## Task
Check each line of the data, and copy those where "OpenOptions" appears.

Saved data entries
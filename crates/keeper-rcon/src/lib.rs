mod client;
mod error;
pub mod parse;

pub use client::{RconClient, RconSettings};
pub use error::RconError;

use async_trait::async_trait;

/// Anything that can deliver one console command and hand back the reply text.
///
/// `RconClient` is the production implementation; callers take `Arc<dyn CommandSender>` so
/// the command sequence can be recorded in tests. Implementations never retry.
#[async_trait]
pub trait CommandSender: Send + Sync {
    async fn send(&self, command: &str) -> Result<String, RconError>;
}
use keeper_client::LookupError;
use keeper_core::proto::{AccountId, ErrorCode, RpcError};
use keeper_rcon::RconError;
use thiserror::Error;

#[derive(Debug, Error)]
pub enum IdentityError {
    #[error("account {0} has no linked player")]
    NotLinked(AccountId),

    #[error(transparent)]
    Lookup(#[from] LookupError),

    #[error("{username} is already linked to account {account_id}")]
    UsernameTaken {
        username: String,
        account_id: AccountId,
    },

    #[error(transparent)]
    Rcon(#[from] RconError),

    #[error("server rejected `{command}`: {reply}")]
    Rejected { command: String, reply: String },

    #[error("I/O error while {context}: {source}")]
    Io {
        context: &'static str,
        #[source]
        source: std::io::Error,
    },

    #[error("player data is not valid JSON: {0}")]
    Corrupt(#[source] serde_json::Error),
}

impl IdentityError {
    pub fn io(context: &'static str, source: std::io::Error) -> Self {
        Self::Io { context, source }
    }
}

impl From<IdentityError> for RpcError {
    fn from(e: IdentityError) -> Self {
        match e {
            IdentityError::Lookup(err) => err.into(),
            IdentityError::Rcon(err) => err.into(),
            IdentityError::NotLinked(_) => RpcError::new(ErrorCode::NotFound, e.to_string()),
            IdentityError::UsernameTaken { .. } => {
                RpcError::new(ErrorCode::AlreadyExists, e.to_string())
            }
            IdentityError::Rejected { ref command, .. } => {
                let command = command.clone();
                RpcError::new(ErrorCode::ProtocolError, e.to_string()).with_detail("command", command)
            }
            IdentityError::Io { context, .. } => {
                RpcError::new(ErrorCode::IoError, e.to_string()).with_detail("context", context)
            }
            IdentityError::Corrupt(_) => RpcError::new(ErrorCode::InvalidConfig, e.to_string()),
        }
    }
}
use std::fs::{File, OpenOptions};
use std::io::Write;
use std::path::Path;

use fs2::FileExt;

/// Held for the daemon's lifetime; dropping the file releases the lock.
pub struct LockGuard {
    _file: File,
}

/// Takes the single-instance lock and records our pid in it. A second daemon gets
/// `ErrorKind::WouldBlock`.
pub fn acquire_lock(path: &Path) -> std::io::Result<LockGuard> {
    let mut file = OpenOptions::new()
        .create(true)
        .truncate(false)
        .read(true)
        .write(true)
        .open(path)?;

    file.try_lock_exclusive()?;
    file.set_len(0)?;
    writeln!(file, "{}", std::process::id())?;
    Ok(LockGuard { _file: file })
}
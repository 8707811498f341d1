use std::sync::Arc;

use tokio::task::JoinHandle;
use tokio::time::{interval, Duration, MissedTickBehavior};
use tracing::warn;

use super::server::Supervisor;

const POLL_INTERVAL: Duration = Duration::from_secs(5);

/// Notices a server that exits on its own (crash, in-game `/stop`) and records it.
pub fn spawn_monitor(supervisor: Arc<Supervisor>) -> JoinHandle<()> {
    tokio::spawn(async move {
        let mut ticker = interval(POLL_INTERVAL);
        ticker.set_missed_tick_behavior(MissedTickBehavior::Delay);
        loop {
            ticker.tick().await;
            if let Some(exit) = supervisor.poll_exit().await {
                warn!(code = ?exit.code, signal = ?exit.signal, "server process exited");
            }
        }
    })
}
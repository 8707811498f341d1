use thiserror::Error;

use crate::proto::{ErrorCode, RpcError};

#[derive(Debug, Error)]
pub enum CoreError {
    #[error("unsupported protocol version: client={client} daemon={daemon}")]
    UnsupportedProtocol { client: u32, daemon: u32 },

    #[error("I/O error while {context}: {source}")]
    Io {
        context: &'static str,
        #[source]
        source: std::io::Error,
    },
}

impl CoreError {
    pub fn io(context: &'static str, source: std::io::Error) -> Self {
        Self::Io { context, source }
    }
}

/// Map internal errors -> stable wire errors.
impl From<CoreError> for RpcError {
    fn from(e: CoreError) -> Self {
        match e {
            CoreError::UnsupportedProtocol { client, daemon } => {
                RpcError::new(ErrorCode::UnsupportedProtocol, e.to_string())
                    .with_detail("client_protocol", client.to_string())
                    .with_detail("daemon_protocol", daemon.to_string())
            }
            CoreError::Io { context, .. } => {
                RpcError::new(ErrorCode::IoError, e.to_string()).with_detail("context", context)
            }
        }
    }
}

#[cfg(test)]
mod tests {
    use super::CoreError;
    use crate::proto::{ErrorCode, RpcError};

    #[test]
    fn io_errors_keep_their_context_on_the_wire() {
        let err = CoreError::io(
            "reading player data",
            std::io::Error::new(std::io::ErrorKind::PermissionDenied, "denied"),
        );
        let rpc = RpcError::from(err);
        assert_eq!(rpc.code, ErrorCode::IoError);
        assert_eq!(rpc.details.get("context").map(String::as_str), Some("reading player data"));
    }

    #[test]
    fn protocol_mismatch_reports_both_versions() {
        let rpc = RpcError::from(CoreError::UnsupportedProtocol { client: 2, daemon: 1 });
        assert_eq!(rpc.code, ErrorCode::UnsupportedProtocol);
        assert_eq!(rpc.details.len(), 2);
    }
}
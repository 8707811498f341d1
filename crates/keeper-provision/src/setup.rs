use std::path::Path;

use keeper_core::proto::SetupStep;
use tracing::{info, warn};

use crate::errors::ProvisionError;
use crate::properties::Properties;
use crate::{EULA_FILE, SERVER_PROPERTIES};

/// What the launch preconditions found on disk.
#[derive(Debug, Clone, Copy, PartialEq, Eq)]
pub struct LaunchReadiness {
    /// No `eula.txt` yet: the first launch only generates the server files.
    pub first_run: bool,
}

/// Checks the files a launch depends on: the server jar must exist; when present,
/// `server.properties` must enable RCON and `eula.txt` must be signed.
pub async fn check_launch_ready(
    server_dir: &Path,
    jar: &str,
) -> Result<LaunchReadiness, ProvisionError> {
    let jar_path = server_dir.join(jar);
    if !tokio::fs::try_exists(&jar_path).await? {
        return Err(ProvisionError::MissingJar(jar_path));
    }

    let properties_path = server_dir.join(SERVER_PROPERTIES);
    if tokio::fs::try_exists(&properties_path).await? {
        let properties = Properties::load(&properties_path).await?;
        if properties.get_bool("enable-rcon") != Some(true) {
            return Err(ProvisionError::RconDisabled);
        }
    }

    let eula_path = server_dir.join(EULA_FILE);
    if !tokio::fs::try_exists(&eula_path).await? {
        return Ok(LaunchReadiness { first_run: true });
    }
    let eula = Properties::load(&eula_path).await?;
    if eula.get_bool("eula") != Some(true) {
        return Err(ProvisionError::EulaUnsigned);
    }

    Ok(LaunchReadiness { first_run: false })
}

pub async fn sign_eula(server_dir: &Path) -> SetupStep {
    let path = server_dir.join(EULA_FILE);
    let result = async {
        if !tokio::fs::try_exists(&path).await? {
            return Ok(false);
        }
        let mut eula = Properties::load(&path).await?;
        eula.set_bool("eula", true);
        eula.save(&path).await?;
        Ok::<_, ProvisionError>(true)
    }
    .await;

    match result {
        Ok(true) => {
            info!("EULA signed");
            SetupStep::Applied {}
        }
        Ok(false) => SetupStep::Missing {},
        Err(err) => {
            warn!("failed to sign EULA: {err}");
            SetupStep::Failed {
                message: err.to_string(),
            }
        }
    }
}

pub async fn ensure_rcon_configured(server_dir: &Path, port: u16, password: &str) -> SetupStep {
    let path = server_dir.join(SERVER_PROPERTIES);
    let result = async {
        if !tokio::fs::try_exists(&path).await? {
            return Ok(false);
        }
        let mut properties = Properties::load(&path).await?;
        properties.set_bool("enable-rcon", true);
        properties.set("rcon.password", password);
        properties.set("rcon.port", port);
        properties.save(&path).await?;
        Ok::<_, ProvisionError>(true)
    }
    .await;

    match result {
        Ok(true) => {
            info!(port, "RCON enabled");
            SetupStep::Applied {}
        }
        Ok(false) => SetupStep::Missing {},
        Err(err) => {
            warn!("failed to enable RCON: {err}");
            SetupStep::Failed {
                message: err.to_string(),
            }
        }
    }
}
==
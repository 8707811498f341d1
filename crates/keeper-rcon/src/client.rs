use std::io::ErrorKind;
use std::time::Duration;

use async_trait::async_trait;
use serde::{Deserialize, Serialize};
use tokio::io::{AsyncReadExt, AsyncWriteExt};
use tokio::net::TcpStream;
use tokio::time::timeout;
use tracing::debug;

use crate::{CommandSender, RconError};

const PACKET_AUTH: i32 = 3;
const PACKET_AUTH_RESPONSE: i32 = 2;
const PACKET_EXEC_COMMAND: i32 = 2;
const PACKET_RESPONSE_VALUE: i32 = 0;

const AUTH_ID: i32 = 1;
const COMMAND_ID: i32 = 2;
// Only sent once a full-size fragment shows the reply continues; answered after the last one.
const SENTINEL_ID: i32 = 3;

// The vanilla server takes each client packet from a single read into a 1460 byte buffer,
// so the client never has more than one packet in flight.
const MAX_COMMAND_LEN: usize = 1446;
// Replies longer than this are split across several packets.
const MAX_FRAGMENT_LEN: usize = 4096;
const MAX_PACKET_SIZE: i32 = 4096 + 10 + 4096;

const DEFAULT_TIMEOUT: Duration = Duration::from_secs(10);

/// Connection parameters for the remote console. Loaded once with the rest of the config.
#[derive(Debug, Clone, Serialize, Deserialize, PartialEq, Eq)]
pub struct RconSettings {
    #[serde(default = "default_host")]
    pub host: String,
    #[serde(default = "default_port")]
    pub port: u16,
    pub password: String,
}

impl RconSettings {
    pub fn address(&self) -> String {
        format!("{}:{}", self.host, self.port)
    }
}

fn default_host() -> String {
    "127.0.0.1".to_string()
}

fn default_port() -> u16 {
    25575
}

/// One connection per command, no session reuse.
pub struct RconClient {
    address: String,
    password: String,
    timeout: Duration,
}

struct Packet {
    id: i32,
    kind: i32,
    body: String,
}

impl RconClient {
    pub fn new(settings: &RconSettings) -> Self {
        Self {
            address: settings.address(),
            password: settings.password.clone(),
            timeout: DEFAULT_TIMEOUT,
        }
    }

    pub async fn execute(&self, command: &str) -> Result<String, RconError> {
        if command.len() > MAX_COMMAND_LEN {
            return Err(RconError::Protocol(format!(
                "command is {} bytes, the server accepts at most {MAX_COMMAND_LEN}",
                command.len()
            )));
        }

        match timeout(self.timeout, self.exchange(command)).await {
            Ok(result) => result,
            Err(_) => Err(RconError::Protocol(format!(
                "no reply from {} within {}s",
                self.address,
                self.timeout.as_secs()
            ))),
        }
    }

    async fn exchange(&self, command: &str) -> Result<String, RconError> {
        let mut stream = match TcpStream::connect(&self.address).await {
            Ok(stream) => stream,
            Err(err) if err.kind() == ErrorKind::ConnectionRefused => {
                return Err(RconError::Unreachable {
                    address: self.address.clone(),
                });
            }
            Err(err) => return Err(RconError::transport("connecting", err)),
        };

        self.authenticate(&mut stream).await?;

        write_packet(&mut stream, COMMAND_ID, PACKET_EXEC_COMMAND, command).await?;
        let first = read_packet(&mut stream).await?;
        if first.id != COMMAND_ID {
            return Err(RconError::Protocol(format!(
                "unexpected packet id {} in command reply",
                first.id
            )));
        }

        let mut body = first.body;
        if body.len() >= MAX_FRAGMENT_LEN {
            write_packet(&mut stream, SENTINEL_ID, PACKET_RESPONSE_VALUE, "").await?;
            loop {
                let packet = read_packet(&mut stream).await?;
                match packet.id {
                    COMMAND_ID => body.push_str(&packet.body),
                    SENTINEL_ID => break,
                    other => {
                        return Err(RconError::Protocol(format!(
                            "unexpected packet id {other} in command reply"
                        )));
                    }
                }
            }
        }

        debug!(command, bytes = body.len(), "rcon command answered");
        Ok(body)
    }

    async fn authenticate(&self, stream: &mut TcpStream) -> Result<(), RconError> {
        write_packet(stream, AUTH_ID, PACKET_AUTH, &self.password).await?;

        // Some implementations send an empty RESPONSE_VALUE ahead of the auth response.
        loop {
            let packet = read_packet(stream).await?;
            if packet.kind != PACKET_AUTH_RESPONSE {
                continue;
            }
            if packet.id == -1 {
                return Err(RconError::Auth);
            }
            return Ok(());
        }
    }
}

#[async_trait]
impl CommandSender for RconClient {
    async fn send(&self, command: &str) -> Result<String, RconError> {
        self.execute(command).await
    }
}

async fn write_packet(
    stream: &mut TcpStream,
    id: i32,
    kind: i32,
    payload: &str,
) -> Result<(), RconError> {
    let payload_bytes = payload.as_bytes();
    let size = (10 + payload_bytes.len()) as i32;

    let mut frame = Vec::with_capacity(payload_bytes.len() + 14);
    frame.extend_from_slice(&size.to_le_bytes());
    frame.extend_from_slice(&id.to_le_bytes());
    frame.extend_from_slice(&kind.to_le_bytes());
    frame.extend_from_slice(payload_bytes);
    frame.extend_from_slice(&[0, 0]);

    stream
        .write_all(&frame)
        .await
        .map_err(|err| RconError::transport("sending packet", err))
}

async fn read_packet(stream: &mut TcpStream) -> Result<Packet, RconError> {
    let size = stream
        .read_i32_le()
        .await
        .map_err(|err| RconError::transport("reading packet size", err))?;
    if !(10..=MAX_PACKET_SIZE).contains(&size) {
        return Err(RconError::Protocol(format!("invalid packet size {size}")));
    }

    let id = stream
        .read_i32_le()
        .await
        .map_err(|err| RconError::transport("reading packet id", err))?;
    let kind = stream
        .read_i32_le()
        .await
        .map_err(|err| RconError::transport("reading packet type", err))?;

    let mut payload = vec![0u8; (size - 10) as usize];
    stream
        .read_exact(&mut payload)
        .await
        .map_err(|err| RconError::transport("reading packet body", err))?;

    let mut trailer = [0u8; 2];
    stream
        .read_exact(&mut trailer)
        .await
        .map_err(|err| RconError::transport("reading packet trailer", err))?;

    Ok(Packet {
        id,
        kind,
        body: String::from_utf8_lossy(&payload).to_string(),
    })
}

## Finished task
use std::fs::{File, OpenOptions};
    let mut file = OpenOptions::new()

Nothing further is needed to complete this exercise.